The best millennial finance stories of the past fortnight

The best millennial finance stories of the past fortnight. Find out why millennials in the U.K. have higher living costs but lower pay than their European counterparts. Plus, why is the number of millennial entrepreneurs growing?

US study suggests millennials do not invest because they lack knowledge and confidence

A new report by the CFA Institute and Finra Investor Education has found that one key reason many millennials haven’t yet started investing is because they lack the knowledge and confidence to do so. The study also found that millennials often underestimate how many financial assets they actually need to make visiting a financial adviser worth their while: 20% thought there was no minimum amount, while 60% put the figure at around $10,000.

UK millennials’ costs among EU’s highest – but pay lags behind

A Europe-wide study by fintech provider Revolut has shone some light on the financial difficulties U.K. millennials face.
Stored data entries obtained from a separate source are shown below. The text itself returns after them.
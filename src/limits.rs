/// Longest stay a single request may cover.
pub const MAX_STAY_NIGHTS: i64 = 30;

pub const MAX_ROOMS_PER_BOOKING: usize = 40;

/// Restricted periods wider than this are skipped when building the day index.
pub const MAX_PERIOD_SPAN_DAYS: i64 = 400;

pub const MAX_CALENDAR_MONTHS: u32 = 24;

pub const MAX_INVENTORY_ROOMS: usize = 10_000;

/// How long a quote stays confirmable.
pub const QUOTE_TTL_SECS: i64 = 900;

pub const MAX_MEMBER_ID_LEN: usize = 64;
It found that, while millennials in the U.K. have the highest day-to-day living costs, their salaries are not even among the top ten highest in Europe. Those based in the U.K. spend more than anyone else on rent, transport and food bills.

How much power do ‘millennials’ actually have?
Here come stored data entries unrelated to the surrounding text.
use std::collections::{BTreeMap, BTreeSet, HashMap};

use chrono::{NaiveDate, NaiveDateTime};
use ulid::Ulid;

use crate::model::*;

use super::conflict::check_rooms_free;
use super::EngineError;

/// Append-only booking store. Cancellation flips status; nothing is removed.
#[derive(Debug, Default)]
pub struct Ledger {
    bookings: Vec<Booking>,
    by_id: HashMap<Ulid, usize>,
}

impl Ledger {
    pub fn new() -> Self {
        Self::default()
    }

    /// Everything `add` checks, without touching the ledger.
    pub(crate) fn check_add(&self, booking: &Booking) -> Result<(), EngineError> {
        if self.by_id.contains_key(&booking.id) {
            return Err(EngineError::DuplicateBooking(booking.id));
        }
        if booking.range.nights() < 1 {
            return Err(EngineError::InvalidRange {
                start: booking.range.start,
                end: booking.range.end,
            });
        }
        if booking.rooms.is_empty() {
            return Err(EngineError::NoRoomsSelected);
        }
        if booking.is_confirmed() {
            check_rooms_free(self, &booking.rooms, &booking.range)?;
        }
        Ok(())
    }

    /// Record a booking. Availability is re-checked here regardless of earlier searches.
    pub fn add(&mut self, booking: Booking) -> Result<(), EngineError> {
        self.check_add(&booking)?;
        self.by_id.insert(booking.id, self.bookings.len());
        self.bookings.push(booking);
        Ok(())
    }

    pub(crate) fn check_cancel(&self, id: Ulid) -> Result<&Booking, EngineError> {
        let booking = self.get(id).ok_or(EngineError::NotFound(id))?;
        if !booking.is_confirmed() {
            return Err(EngineError::AlreadyCancelled(id));
        }
        Ok(booking)
    }

    pub fn cancel(&mut self, id: Ulid, at: NaiveDateTime) -> Result<&Booking, EngineError> {
        self.check_cancel(id)?;
        let idx = self.by_id[&id];
        let booking = &mut self.bookings[idx];
        booking.status = BookingStatus::Cancelled;
        booking.cancelled_at = Some(at);
        Ok(booking)
    }

    /// Apply a journal event.
    pub fn apply(&mut self, event: &Event) -> Result<(), EngineError> {
        match event {
            Event::BookingConfirmed { booking } => self.add(booking.clone()),
            Event::BookingCancelled { id, cancelled_at } => self.cancel(*id, *cancelled_at).map(|_| ()),
        }
    }

    pub fn get(&self, id: Ulid) -> Option<&Booking> {
        self.by_id.get(&id).map(|&i| &self.bookings[i])
    }

    /// All bookings, cancelled ones included, in insertion order.
    pub fn iter(&self) -> impl Iterator<Item = &Booking> {
        self.bookings.iter()
    }

    pub fn len(&self) -> usize {
        self.bookings.len()
    }

    pub fn is_empty(&self) -> bool {
        self.bookings.is_empty()
    }

    /// Confirmed bookings held by `member`, whatever their dates.
    pub fn open_bookings_for<'a>(&'a self, member: &'a str) -> impl Iterator<Item = &'a Booking> {
        self.bookings
            .iter()
            .filter(move |b| b.is_confirmed() && b.member_id == member)
    }

    /// Room → booking for every confirmed booking with `date` among its nights.
    pub fn occupancy_on(&self, date: NaiveDate) -> BTreeMap<RoomRef, Ulid> {
        let mut out = BTreeMap::new();
        for b in self.bookings.iter().filter(|b| b.is_confirmed() && b.range.contains_night(date)) {
            for room in &b.rooms {
                out.insert(room.clone(), b.id);
            }
        }
        out
    }

    pub fn conflict_for(&self, room: &RoomRef, range: &DateRange) -> Option<&Booking> {
        self.bookings.iter().find(|b| b.claims(room, range))
    }

    /// Rooms claimed by any confirmed booking overlapping `range`.
    pub fn occupied_rooms(&self, range: &DateRange) -> BTreeSet<&RoomRef> {
        self.bookings
            .iter()
            .filter(|b| b.is_confirmed() && b.range.overlaps(range))
            .flat_map(|b| b.rooms.iter())
            .collect()
    }
}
This piece looks at the millennial generation and examines the extent to which they’ve been shaped by world events and to what extent they are shaping them. It points to the blame that is often heaped on this age group for “killing” everything from beer to golf.

Millennials now prioritise homeownership over starting a family

Homeownership has overtaken other priorities for millennials, including starting a family, according to a study by Bank of America. The research found that 72% now consider homeownership a top priority and two in five are planning to buy in the next two years.
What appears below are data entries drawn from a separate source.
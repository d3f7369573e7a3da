use chrono::NaiveDateTime;

use crate::calendar::PeriodIndex;
use crate::model::*;

use super::ledger::Ledger;
use super::EngineError;

pub(crate) fn now() -> NaiveDateTime {
    chrono::Local::now().naive_local()
}

/// At least one night, and no more than the stay limit.
pub(crate) fn validate_nights(range: &DateRange) -> Result<(), EngineError> {
    use crate::limits::MAX_STAY_NIGHTS;
    if range.nights() < 1 {
        return Err(EngineError::InvalidRange {
            start: range.start,
            end: range.end,
        });
    }
    if range.nights() > MAX_STAY_NIGHTS {
        return Err(EngineError::LimitExceeded("stay longer than the maximum nights"));
    }
    Ok(())
}

/// `validate_nights` plus: no booked night falls in a closed period.
pub(crate) fn validate_range(range: &DateRange, calendar: &PeriodIndex) -> Result<(), EngineError> {
    validate_nights(range)?;
    if let Some((date, period)) = calendar.first_closed_night(range) {
        return Err(EngineError::ClosedPeriod {
            date,
            name: period.name.clone(),
        });
    }
    Ok(())
}

pub(crate) fn check_rooms_free<'a>(
    ledger: &Ledger,
    rooms: impl IntoIterator<Item = &'a RoomRef>,
    range: &DateRange,
) -> Result<(), EngineError> {
    for room in rooms {
        if let Some(existing) = ledger.conflict_for(room, range) {
            return Err(EngineError::RoomUnavailable {
                room: room.clone(),
                booking: existing.id,
            });
        }
    }
    Ok(())
}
Millennials and impact investing: a striking pair for a broadening sector

This piece looks at the growing interest millennials have in impact investing, so much so, according to the article, that we’re fast approaching the point where impact investing ceases to be a term, and simply becomes investing. This is driven by millennials’ desire to make a difference as well as their need for instant gratification. In any case, it’s part of a pattern of investing becoming more closely aligned with an individual’s values.

More students and millennials double as entrepreneurs

This piece cites a study carried out last year by America’s Small Business Development Centers that found 49% of millennials are considering starting a small business in the next three years. The study also found that 68% of this age group have already owned or been involved in setting up a company. It examines this trend and looks at the key drivers behind it, including the rise of social media marketing.

FOMO, social media drive how millennials invest

Millennials’ investment decisions are increasingly being shaped by social media and the FOMO (fear of missing out) associated with it, according to Fabrizio Campelli, Global Head of Wealth Management at Deutsche Bank. Speaking at the Bloomberg Invest Summit in London, he observed that through social media, millennials are both more connected to wider groups of people and more exposed to their peers’ activities than previous generations. This, in turn, influences many important aspects of their lives, including how they invest.